◆ THE PROBLEM ◆
Look through the lines below and extract each one that contains "install".

[Collected data]
━━━━

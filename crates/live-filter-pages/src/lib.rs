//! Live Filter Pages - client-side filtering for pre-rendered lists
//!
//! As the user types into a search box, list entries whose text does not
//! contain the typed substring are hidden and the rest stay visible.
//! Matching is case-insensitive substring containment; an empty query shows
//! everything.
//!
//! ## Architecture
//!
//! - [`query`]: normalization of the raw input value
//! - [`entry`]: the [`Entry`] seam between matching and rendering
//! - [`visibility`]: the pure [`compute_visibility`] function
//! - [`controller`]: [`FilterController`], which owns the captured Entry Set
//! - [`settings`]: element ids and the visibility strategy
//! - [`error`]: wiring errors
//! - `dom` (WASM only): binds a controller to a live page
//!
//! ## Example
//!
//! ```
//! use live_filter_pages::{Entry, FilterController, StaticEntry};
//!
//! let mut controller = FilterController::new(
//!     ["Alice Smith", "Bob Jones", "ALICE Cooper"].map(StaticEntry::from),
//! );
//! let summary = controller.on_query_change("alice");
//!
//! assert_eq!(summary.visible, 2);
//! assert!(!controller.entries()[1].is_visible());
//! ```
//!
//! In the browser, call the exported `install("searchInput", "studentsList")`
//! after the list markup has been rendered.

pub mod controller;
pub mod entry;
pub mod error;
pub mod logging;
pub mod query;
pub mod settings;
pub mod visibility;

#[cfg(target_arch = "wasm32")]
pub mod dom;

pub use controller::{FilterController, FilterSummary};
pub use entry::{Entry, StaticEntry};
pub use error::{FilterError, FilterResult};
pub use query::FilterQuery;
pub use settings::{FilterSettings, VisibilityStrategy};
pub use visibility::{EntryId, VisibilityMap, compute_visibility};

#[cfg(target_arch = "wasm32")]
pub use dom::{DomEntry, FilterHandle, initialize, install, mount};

━━━━

◆ RESPONSE TO THIS EXERCISE ◆
//! In the browser, call the exported `install("searchInput", "studentsList")`
pub use dom::{DomEntry, FilterHandle, initialize, install, mount};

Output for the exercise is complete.